From the listing below, reproduce word for word the part that opens with the line containing "let any_selected = app.selection.selected_state().is_some();" and closes with the line containing "let hole_points = hole.iter().map(|&p|"; reproduce nothing else.

**Listed records**.

────

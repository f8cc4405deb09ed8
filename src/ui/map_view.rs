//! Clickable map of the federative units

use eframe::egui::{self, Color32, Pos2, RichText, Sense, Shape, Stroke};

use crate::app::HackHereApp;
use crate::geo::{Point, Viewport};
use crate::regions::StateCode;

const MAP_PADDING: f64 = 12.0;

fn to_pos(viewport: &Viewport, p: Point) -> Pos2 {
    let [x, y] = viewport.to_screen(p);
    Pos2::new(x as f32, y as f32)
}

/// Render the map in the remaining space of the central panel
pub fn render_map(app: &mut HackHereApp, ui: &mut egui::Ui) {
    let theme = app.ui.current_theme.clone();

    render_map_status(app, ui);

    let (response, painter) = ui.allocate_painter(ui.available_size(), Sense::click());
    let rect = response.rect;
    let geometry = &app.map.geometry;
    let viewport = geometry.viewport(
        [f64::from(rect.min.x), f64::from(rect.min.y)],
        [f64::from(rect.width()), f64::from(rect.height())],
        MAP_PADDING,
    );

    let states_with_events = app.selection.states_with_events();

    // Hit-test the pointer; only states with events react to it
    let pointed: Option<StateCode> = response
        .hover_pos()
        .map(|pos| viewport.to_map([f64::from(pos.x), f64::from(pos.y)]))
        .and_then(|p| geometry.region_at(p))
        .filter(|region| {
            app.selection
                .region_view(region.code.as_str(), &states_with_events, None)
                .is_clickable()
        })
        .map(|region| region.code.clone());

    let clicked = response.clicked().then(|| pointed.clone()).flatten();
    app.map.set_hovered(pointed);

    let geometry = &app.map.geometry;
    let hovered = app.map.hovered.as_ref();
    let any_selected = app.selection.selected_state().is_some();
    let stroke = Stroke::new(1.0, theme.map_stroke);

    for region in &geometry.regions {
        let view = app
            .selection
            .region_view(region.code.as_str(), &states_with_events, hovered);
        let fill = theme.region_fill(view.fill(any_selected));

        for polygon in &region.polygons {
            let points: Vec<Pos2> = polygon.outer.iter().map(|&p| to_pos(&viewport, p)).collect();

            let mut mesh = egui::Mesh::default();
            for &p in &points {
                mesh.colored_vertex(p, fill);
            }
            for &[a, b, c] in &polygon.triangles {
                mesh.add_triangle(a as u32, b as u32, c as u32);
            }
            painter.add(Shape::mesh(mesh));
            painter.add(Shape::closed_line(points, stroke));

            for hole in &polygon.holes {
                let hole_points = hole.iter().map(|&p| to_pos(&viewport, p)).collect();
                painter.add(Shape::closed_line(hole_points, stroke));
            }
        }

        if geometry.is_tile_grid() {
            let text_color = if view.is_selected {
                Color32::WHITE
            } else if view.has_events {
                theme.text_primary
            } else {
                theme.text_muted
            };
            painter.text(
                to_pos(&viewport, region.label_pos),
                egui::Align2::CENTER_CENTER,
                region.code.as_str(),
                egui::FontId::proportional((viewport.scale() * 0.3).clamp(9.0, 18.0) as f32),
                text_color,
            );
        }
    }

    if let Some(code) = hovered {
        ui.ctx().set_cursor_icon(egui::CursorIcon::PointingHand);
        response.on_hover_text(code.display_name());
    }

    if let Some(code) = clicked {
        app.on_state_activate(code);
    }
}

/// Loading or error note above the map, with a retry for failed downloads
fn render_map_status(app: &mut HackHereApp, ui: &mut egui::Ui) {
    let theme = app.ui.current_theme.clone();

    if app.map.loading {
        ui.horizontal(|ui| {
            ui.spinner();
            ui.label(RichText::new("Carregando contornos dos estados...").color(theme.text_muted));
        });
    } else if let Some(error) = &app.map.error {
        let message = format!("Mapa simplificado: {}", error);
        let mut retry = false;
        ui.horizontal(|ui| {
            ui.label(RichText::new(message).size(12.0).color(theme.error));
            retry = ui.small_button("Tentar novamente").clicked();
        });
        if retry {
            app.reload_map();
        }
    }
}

────

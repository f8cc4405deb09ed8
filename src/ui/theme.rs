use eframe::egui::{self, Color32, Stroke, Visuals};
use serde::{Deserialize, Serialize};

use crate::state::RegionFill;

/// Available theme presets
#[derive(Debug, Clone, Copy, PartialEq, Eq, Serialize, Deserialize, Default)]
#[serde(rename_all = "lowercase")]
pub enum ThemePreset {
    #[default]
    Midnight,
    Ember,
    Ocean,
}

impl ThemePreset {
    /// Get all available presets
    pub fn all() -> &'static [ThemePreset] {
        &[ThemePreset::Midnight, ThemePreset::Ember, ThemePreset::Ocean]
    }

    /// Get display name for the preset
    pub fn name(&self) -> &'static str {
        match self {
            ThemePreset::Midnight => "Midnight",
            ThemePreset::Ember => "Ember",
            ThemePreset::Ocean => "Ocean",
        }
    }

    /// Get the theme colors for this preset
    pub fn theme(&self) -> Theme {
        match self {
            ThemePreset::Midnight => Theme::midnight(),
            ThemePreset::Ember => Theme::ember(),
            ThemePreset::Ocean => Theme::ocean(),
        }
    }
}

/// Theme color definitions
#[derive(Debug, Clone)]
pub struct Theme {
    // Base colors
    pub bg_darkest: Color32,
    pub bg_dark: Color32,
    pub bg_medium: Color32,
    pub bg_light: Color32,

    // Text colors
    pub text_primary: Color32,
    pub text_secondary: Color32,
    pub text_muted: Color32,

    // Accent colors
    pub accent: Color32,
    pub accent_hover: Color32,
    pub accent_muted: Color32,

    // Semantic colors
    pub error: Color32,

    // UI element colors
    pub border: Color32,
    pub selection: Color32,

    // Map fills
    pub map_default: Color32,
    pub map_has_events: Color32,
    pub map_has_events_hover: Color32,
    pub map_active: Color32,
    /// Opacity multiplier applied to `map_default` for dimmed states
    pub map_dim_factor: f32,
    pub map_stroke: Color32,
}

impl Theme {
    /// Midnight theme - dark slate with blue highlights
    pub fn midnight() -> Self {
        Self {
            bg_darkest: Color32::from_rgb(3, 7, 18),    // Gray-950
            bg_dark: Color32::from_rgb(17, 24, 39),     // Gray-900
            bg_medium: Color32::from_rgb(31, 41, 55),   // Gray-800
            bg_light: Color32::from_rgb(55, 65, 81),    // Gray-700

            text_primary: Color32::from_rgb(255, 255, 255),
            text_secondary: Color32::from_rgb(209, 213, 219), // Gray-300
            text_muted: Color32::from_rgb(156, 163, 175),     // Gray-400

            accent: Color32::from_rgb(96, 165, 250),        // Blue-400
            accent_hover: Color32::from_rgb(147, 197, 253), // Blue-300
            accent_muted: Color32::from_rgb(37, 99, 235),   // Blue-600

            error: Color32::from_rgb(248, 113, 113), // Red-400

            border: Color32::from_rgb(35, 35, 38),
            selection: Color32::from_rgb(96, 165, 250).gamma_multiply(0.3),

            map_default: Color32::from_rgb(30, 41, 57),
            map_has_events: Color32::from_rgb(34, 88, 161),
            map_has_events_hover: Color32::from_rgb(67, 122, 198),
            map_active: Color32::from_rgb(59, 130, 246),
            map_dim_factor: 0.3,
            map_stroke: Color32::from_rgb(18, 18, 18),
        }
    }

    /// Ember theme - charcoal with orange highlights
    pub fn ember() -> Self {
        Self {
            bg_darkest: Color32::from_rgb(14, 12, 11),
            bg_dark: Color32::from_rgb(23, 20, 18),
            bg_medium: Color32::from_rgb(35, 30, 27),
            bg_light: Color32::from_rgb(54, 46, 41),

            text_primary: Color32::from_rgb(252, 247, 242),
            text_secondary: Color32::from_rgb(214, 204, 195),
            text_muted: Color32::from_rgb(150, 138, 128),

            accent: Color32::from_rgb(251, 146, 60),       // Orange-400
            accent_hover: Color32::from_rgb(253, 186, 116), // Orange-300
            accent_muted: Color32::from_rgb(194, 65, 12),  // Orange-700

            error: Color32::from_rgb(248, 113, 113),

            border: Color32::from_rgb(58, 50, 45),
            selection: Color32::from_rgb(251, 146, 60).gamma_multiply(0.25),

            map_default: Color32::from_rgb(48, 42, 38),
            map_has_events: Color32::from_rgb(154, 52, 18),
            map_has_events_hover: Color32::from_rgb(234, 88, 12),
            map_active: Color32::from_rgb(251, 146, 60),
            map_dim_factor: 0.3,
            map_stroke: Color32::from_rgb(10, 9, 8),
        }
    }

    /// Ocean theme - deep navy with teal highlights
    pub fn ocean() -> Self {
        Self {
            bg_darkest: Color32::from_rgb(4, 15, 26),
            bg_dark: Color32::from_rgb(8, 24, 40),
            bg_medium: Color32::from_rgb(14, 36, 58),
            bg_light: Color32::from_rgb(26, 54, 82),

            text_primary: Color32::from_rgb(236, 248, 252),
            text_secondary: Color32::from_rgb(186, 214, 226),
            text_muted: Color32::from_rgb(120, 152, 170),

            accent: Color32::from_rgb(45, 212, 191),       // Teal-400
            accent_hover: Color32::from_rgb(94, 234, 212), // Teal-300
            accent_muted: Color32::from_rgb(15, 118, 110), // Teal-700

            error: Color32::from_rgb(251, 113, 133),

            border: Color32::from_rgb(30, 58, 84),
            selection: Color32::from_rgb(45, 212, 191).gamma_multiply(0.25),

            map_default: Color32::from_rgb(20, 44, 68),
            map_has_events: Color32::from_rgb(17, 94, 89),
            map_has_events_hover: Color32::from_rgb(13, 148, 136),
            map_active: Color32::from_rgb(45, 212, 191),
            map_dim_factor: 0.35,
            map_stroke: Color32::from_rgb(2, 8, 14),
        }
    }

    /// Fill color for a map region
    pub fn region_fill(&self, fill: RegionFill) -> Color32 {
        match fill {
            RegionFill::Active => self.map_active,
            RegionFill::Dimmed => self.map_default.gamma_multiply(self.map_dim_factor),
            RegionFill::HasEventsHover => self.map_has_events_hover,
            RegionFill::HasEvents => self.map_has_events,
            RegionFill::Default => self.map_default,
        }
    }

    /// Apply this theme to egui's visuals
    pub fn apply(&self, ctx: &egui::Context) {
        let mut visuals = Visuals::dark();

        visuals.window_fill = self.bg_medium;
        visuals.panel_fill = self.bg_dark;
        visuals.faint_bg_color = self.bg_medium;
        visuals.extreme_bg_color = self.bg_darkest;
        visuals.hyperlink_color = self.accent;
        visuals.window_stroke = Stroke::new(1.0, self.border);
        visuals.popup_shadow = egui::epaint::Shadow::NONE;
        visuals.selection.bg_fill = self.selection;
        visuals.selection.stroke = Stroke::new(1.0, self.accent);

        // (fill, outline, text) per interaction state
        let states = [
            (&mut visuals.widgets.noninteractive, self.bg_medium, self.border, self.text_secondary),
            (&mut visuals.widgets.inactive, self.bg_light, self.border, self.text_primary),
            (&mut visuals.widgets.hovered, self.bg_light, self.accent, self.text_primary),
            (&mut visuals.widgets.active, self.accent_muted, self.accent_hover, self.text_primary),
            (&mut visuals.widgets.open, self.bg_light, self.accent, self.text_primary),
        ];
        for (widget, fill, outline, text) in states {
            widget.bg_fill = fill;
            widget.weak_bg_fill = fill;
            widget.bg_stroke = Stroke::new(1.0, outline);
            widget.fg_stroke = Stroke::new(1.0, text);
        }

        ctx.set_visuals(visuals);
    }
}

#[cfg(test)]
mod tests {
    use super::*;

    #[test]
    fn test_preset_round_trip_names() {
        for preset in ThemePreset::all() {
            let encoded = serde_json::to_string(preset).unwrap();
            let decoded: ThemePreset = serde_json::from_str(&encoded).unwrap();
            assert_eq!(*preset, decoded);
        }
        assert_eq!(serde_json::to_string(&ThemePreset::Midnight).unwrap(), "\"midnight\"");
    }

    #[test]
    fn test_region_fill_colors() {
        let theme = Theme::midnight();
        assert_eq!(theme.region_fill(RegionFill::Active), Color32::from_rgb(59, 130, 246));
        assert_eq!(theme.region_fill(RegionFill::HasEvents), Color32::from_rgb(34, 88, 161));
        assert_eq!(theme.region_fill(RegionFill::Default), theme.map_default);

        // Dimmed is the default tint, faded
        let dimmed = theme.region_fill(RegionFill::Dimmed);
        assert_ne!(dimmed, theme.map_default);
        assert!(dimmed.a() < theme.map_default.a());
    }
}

────

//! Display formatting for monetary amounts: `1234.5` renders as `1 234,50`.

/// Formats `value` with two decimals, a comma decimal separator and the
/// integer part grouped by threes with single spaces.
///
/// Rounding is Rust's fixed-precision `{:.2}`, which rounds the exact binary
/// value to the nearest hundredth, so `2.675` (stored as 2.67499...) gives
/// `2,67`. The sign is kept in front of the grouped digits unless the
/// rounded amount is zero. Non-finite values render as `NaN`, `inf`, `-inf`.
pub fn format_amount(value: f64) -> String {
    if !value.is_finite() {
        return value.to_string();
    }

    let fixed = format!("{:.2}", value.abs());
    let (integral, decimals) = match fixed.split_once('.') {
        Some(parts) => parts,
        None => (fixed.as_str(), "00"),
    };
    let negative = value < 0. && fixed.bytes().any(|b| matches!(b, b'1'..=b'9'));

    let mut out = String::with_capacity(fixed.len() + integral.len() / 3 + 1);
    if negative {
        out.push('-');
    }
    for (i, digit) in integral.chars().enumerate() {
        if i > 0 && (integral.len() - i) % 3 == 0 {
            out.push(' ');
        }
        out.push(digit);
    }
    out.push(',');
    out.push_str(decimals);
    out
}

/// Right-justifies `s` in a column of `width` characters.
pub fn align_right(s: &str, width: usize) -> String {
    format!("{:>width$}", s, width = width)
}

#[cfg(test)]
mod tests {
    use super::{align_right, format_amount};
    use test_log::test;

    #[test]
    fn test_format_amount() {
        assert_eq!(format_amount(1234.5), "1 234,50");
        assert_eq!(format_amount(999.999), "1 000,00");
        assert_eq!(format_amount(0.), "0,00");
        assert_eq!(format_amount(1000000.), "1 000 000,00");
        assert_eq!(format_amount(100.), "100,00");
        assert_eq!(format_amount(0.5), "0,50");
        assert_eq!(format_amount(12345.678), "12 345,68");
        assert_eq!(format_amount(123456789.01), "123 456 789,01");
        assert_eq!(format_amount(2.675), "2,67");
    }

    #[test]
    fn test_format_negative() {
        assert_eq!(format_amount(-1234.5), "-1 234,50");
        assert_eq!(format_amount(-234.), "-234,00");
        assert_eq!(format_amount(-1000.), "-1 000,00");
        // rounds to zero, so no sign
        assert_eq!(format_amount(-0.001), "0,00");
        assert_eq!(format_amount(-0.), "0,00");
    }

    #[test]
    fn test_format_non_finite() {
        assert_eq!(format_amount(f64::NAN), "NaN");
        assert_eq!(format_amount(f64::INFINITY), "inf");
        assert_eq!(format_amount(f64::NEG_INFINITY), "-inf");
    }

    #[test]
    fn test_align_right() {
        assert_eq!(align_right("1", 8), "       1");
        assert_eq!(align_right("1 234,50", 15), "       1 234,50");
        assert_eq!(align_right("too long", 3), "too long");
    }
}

────

**Worked solution**.
    let any_selected = app.selection.selected_state().is_some();
    let stroke = Stroke::new(1.0, theme.map_stroke);

    for region in &geometry.regions {
        let view = app
            .selection
            .region_view(region.code.as_str(), &states_with_events, hovered);
        let fill = theme.region_fill(view.fill(any_selected));

        for polygon in &region.polygons {
            let points: Vec<Pos2> = polygon.outer.iter().map(|&p| to_pos(&viewport, p)).collect();

            let mut mesh = egui::Mesh::default();
            for &p in &points {
                mesh.colored_vertex(p, fill);
            }
            for &[a, b, c] in &polygon.triangles {
                mesh.add_triangle(a as u32, b as u32, c as u32);
            }
            painter.add(Shape::mesh(mesh));
            painter.add(Shape::closed_line(points, stroke));

            for hole in &polygon.holes {
                let hole_points = hole.iter().map(|&p| to_pos(&viewport, p)).collect();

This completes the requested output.